What the task asks — Within the data below, count every line that includes "derived" and report the total alone.

- - -

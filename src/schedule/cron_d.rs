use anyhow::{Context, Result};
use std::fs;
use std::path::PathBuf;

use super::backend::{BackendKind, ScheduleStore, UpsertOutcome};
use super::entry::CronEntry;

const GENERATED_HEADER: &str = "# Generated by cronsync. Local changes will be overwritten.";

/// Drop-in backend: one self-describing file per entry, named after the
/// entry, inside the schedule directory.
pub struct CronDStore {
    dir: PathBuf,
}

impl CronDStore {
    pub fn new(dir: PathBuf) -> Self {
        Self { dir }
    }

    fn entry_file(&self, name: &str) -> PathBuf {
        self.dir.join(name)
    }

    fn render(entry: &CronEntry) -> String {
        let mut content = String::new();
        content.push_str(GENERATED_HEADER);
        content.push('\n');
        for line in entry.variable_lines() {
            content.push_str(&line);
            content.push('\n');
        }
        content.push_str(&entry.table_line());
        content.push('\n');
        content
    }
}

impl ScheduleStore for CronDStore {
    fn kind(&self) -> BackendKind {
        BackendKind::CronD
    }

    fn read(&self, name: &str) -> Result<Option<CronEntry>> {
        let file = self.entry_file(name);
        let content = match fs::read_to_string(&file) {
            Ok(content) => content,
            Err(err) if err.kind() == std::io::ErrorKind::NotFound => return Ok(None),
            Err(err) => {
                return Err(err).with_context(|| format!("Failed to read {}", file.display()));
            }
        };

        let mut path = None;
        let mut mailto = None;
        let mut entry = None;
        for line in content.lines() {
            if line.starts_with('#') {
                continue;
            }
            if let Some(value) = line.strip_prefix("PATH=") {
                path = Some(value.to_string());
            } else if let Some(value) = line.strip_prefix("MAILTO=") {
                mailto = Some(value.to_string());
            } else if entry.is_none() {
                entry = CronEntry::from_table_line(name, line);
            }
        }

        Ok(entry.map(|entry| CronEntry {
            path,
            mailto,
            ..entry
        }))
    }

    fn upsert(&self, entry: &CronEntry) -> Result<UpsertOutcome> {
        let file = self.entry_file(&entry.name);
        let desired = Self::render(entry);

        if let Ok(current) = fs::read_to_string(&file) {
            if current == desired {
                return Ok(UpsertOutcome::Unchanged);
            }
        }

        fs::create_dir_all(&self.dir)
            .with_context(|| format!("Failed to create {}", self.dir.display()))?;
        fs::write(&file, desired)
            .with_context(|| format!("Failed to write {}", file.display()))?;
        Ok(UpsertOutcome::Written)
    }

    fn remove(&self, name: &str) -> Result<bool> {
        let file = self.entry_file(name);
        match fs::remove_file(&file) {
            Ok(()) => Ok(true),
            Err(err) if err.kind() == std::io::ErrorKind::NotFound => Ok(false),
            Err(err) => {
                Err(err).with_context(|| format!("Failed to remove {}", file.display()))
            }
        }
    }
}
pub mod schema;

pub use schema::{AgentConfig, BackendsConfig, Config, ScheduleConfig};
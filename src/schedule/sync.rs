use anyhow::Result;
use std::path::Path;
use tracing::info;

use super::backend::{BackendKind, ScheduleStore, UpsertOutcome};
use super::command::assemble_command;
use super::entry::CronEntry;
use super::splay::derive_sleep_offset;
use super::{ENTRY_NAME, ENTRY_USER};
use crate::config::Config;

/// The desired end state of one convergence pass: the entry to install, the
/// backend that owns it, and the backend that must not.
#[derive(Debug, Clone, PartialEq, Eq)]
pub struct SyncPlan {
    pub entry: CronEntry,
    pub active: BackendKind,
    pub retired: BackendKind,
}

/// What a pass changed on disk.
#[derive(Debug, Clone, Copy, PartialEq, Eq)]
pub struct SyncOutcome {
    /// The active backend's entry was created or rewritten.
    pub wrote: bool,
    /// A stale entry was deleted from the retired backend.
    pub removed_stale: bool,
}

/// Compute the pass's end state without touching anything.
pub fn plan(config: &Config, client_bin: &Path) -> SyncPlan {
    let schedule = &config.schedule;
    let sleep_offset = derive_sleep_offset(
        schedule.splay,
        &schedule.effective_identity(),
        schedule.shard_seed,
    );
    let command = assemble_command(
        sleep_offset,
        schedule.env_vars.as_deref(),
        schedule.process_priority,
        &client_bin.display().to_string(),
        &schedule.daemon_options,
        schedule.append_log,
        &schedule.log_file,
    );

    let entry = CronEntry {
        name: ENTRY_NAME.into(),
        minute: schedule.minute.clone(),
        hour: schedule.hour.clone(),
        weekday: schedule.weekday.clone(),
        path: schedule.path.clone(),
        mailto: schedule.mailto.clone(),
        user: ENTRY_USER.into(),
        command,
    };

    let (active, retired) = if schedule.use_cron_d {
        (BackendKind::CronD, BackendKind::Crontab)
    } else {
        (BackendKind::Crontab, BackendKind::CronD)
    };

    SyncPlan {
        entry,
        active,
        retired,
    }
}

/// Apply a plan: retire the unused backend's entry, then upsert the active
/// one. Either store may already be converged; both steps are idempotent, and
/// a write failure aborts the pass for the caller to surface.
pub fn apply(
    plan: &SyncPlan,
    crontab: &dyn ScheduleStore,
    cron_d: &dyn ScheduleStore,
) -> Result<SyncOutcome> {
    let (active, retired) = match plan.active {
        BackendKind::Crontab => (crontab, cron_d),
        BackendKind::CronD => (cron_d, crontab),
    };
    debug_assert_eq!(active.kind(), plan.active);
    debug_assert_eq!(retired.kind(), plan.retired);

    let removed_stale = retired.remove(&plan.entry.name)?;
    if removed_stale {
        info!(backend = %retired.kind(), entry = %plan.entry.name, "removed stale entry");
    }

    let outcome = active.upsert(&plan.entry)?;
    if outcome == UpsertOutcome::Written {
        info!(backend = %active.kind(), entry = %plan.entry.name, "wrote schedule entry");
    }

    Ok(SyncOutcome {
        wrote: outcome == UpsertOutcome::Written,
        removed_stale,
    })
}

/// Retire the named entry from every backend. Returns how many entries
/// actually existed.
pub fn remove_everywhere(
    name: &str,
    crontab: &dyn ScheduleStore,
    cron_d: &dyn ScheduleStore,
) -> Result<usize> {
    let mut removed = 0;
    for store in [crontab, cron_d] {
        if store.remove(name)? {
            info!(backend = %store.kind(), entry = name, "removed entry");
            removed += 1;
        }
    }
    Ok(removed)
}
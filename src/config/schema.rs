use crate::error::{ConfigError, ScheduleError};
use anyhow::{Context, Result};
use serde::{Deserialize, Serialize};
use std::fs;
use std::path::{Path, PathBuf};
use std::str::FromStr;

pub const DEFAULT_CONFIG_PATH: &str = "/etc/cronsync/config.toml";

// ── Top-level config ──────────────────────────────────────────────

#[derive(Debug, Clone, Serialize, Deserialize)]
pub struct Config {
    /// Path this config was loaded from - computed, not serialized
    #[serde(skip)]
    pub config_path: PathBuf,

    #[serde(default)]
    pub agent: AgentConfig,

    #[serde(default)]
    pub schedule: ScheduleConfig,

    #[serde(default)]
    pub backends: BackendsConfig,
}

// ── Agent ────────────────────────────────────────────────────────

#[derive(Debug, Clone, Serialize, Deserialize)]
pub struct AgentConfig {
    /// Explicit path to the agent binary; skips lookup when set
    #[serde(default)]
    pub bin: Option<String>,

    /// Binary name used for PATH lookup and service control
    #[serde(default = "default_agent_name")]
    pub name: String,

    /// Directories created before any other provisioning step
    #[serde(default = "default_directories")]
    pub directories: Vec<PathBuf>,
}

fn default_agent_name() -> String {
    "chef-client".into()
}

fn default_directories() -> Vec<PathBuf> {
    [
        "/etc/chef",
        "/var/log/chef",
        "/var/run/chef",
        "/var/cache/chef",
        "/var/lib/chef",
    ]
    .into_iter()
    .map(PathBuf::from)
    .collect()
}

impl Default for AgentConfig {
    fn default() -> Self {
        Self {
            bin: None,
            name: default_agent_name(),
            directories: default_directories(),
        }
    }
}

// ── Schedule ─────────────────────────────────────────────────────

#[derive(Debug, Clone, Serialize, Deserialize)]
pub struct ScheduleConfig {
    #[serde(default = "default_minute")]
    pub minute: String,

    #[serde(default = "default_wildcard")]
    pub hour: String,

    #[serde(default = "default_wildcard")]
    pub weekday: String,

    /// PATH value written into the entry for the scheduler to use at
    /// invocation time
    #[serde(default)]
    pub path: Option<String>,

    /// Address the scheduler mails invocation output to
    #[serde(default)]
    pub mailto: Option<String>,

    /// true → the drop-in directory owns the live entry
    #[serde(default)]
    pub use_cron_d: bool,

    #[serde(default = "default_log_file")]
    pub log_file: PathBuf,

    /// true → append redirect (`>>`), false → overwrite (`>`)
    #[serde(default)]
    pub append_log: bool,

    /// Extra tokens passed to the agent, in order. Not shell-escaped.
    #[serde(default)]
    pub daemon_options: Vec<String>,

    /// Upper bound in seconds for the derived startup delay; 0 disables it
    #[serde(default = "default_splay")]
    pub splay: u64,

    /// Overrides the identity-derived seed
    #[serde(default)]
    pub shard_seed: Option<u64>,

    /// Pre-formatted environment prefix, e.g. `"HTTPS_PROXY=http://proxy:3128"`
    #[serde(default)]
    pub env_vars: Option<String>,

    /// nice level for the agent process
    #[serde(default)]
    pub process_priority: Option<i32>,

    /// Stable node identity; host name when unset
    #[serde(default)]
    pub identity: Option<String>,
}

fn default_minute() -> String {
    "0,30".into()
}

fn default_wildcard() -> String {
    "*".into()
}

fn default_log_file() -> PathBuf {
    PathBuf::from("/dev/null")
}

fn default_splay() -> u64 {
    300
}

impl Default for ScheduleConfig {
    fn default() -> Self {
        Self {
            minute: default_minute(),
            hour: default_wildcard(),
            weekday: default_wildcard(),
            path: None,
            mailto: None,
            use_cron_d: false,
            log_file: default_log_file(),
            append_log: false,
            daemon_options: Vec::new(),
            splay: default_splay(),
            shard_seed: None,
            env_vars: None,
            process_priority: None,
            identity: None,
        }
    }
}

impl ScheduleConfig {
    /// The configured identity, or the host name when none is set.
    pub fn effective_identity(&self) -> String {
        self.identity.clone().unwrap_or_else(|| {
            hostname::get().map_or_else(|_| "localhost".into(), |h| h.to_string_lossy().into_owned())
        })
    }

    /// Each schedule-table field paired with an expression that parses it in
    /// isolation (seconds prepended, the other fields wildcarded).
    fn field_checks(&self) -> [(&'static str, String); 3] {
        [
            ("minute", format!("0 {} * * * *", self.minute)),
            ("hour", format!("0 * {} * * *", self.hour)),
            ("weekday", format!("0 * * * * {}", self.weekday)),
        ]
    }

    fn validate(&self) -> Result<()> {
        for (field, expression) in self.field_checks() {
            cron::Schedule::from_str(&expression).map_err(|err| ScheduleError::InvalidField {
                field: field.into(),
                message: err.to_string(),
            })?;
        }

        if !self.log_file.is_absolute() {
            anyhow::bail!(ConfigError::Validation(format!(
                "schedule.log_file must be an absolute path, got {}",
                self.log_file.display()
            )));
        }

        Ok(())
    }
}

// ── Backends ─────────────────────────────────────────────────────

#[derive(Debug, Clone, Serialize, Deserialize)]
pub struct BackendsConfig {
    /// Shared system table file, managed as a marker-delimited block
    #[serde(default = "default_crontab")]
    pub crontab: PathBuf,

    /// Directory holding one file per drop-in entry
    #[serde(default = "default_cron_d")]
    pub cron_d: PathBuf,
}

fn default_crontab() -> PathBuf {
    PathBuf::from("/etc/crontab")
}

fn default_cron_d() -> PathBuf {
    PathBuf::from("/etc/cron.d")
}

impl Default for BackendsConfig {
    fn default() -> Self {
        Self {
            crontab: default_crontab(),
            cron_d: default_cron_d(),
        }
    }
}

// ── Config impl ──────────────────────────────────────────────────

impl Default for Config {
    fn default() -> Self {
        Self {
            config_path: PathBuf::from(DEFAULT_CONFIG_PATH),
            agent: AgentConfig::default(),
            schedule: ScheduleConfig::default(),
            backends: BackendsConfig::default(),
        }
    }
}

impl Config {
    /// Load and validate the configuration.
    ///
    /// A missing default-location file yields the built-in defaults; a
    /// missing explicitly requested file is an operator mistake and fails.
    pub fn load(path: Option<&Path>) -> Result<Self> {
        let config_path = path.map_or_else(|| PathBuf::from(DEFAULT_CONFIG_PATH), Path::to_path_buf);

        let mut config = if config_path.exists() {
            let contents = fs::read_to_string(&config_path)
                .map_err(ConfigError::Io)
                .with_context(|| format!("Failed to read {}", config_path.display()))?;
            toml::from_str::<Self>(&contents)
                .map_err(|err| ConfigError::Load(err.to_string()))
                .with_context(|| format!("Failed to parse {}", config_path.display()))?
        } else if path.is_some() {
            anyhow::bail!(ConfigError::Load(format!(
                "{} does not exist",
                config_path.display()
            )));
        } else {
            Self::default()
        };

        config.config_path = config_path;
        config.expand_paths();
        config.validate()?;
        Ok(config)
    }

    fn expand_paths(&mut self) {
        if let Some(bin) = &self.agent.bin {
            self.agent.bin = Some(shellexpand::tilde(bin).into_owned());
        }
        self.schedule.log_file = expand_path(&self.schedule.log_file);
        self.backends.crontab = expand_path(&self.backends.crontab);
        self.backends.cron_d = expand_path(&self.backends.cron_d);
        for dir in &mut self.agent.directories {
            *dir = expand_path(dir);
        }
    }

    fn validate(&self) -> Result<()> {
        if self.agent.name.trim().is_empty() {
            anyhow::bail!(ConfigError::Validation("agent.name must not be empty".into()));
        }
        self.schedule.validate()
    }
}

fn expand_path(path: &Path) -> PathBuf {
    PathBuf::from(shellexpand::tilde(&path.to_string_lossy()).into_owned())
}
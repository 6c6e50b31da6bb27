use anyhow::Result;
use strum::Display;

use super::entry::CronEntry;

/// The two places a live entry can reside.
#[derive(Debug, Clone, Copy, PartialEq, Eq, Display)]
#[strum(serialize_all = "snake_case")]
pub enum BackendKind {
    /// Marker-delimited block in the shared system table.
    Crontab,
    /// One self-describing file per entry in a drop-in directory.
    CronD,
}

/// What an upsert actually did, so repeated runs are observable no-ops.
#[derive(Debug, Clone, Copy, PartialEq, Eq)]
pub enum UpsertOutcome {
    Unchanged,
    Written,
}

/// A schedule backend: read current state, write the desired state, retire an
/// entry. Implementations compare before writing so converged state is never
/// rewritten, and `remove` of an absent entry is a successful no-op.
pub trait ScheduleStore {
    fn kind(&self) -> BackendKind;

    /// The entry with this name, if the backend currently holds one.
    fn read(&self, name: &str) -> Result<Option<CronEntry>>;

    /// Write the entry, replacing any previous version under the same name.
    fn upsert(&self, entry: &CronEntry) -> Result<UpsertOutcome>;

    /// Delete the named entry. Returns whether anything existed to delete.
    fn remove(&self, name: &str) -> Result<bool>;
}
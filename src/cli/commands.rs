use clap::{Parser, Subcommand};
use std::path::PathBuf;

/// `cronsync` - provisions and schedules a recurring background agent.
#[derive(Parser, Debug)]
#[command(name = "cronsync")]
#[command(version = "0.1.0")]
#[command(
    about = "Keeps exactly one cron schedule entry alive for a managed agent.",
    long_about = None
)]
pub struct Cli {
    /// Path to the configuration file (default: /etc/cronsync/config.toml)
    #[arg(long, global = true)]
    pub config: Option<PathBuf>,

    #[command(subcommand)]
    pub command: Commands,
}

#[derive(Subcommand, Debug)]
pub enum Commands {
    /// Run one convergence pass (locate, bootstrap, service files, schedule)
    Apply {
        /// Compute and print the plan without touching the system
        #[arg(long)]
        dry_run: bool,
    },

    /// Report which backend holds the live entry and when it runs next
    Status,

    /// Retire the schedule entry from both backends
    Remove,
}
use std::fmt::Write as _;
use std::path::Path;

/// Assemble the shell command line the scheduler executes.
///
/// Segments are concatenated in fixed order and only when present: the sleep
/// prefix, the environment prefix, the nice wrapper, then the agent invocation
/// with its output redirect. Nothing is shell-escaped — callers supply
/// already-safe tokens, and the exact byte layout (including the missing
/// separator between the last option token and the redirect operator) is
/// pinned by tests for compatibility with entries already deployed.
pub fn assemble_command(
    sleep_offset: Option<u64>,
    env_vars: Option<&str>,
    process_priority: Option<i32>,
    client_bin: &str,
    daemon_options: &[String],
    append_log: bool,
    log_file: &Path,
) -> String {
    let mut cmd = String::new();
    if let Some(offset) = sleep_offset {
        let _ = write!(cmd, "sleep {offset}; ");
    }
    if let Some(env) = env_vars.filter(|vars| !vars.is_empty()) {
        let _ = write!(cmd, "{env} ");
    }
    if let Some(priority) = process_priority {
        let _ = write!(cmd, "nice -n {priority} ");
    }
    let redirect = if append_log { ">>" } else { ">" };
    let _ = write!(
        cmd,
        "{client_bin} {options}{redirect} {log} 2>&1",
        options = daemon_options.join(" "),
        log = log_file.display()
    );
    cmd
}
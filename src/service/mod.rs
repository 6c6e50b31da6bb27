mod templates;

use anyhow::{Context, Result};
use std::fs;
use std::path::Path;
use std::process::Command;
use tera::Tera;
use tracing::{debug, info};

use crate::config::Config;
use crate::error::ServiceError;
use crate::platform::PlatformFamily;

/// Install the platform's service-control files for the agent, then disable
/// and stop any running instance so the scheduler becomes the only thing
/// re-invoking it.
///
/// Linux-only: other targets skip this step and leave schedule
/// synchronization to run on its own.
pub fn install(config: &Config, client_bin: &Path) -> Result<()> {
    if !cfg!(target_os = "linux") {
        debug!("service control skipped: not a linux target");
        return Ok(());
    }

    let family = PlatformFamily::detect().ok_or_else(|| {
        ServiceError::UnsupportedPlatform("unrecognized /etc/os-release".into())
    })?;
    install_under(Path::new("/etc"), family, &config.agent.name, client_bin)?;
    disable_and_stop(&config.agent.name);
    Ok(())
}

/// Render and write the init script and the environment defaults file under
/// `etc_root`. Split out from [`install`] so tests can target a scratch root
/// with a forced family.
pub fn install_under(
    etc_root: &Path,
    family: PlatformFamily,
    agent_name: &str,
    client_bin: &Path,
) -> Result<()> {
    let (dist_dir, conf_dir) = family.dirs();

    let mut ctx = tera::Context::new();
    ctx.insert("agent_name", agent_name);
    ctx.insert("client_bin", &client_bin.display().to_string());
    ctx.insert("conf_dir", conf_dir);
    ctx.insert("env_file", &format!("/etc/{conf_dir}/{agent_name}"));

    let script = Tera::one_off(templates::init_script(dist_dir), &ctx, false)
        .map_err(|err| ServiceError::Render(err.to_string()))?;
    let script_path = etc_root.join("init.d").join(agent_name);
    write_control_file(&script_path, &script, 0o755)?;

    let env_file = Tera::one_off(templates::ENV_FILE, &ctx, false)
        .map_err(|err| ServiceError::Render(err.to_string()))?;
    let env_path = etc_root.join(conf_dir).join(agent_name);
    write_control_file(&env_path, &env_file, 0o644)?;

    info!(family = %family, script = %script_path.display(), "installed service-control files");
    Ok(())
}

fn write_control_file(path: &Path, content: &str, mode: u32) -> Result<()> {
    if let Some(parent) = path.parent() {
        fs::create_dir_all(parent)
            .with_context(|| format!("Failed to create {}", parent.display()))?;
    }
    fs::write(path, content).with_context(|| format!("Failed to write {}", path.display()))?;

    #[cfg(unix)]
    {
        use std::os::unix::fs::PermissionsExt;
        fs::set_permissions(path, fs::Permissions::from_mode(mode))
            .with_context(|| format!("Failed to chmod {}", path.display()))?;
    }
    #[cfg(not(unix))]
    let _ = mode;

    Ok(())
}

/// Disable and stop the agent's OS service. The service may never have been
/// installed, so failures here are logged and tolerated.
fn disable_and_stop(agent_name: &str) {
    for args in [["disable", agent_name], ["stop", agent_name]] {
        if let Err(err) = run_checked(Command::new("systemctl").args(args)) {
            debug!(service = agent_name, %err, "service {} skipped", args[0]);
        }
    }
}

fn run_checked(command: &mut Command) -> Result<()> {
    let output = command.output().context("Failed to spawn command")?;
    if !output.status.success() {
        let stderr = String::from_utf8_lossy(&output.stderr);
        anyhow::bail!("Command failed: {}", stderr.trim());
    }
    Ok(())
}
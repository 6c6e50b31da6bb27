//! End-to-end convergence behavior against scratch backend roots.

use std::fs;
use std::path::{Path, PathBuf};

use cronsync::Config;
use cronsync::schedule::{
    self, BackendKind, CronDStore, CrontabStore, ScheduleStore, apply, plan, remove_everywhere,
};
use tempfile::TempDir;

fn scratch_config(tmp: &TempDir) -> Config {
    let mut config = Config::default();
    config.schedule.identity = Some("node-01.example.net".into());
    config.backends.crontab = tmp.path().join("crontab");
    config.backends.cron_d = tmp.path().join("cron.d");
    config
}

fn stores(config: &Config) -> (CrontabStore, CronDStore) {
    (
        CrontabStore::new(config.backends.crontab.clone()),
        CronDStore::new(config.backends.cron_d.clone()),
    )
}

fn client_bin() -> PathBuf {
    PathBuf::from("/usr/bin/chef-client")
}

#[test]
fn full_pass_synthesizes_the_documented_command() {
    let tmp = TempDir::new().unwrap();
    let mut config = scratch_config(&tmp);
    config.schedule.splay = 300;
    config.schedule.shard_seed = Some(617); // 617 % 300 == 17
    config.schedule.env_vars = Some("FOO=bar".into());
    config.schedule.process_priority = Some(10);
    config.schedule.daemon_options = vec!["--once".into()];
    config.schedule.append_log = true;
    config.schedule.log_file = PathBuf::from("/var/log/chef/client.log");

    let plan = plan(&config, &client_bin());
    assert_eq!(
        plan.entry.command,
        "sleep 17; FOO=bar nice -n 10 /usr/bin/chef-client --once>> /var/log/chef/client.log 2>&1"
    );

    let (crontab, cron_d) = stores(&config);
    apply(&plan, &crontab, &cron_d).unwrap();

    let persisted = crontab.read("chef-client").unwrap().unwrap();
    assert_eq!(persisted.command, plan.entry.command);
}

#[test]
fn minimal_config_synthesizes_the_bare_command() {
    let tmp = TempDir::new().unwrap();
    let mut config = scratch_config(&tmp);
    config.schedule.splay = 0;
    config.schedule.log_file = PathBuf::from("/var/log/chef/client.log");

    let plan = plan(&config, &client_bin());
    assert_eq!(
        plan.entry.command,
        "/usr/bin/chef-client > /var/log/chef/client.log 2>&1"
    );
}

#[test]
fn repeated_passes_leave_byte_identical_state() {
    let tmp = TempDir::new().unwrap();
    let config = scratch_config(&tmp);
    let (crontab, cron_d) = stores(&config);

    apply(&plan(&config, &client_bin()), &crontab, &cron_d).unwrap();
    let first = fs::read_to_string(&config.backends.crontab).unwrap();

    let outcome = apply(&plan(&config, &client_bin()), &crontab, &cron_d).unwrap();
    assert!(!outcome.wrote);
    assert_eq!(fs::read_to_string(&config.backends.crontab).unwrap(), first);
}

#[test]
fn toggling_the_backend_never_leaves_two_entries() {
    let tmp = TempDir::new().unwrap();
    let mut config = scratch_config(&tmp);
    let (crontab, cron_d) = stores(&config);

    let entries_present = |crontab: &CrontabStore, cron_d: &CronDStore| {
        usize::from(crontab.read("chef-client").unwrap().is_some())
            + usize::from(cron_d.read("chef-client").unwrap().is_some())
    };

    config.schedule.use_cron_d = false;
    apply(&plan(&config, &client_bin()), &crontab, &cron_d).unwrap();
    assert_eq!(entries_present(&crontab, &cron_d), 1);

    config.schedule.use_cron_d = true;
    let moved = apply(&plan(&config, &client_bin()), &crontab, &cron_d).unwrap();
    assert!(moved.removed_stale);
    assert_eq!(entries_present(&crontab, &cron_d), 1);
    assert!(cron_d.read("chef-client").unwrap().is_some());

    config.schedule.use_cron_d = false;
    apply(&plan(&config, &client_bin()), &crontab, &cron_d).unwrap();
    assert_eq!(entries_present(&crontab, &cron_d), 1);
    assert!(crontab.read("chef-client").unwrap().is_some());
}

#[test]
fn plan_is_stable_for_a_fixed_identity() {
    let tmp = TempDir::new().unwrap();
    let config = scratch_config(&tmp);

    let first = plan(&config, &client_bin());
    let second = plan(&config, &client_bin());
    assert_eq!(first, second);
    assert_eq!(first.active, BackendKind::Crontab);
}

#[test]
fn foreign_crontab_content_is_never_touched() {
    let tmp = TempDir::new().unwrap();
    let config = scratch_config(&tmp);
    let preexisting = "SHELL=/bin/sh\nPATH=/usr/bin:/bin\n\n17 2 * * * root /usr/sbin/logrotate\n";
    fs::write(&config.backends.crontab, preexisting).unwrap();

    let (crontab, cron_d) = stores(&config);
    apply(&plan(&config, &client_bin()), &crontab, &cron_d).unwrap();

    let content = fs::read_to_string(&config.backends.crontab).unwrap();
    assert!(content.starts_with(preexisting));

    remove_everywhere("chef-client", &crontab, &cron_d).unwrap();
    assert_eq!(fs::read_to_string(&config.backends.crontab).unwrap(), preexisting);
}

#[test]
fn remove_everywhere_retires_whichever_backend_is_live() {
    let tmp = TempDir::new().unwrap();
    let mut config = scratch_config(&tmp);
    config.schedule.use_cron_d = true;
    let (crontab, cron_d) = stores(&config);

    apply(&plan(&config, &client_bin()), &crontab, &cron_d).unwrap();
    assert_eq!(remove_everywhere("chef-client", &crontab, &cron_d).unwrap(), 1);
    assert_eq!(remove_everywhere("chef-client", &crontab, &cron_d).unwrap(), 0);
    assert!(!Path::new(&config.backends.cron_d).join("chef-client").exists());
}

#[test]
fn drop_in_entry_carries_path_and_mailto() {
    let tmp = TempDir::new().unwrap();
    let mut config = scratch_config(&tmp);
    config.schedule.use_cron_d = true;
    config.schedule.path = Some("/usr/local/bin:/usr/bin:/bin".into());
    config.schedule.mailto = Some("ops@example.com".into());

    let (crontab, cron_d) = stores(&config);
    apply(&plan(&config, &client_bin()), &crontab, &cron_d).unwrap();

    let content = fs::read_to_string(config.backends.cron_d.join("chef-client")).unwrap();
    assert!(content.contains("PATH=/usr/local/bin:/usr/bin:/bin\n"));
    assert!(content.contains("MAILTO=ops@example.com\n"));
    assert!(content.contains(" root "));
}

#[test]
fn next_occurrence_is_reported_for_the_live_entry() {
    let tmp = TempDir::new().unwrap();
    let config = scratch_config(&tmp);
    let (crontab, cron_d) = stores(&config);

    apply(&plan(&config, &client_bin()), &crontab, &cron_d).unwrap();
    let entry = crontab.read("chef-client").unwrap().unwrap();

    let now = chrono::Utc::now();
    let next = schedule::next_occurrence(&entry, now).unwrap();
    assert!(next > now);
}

- - -

Answer to the exercise — 2